__Goal of the exercise__: Report every line in the listing below where the string "DocIterator" shows up.

+++

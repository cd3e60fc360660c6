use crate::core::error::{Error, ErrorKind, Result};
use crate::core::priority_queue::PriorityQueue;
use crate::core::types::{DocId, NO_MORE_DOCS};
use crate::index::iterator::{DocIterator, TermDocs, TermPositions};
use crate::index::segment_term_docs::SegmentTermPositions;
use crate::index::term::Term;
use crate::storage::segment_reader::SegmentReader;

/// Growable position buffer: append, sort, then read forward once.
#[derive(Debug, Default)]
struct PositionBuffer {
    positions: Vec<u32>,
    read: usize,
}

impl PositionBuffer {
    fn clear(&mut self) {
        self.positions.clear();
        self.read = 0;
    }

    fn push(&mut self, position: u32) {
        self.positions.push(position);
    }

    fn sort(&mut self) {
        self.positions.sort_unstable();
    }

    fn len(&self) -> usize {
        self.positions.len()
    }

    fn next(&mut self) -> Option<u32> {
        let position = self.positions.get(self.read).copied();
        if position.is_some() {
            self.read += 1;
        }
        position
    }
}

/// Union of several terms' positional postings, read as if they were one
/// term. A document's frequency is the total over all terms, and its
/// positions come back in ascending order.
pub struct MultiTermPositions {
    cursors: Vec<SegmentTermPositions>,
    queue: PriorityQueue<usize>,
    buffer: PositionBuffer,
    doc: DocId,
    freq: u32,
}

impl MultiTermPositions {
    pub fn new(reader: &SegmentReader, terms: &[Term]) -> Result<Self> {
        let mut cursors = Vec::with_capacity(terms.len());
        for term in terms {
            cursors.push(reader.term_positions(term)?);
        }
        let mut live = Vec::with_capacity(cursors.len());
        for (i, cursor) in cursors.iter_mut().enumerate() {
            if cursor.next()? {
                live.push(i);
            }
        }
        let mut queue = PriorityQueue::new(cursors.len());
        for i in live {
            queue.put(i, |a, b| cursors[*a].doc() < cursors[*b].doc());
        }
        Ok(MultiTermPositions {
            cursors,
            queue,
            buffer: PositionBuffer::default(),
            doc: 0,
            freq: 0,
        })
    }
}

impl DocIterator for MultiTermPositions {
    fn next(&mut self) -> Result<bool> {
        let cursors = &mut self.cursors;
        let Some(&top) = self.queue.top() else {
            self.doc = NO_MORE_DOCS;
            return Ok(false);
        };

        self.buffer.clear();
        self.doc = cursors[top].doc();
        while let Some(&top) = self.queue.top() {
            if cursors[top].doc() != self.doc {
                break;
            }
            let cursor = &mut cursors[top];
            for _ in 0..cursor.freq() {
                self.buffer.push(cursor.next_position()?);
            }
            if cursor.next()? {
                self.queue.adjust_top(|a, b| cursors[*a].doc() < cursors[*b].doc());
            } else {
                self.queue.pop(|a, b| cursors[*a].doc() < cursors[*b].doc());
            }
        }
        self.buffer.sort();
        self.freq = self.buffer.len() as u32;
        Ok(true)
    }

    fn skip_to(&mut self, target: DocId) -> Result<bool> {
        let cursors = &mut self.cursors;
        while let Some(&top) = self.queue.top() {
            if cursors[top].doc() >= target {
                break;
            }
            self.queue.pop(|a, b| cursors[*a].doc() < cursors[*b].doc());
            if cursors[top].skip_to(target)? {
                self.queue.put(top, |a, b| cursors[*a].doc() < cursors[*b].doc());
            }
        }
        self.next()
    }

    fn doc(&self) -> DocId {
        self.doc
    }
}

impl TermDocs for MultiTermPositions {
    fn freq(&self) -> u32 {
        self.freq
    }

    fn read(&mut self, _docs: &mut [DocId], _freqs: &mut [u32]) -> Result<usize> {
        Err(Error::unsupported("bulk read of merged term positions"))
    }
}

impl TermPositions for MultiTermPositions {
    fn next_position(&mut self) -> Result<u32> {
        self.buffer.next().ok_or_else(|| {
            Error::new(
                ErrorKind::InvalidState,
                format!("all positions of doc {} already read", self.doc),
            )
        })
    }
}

+++

__Your solution__:
use crate::index::iterator::{DocIterator, TermDocs, TermPositions};
impl DocIterator for MultiTermPositions {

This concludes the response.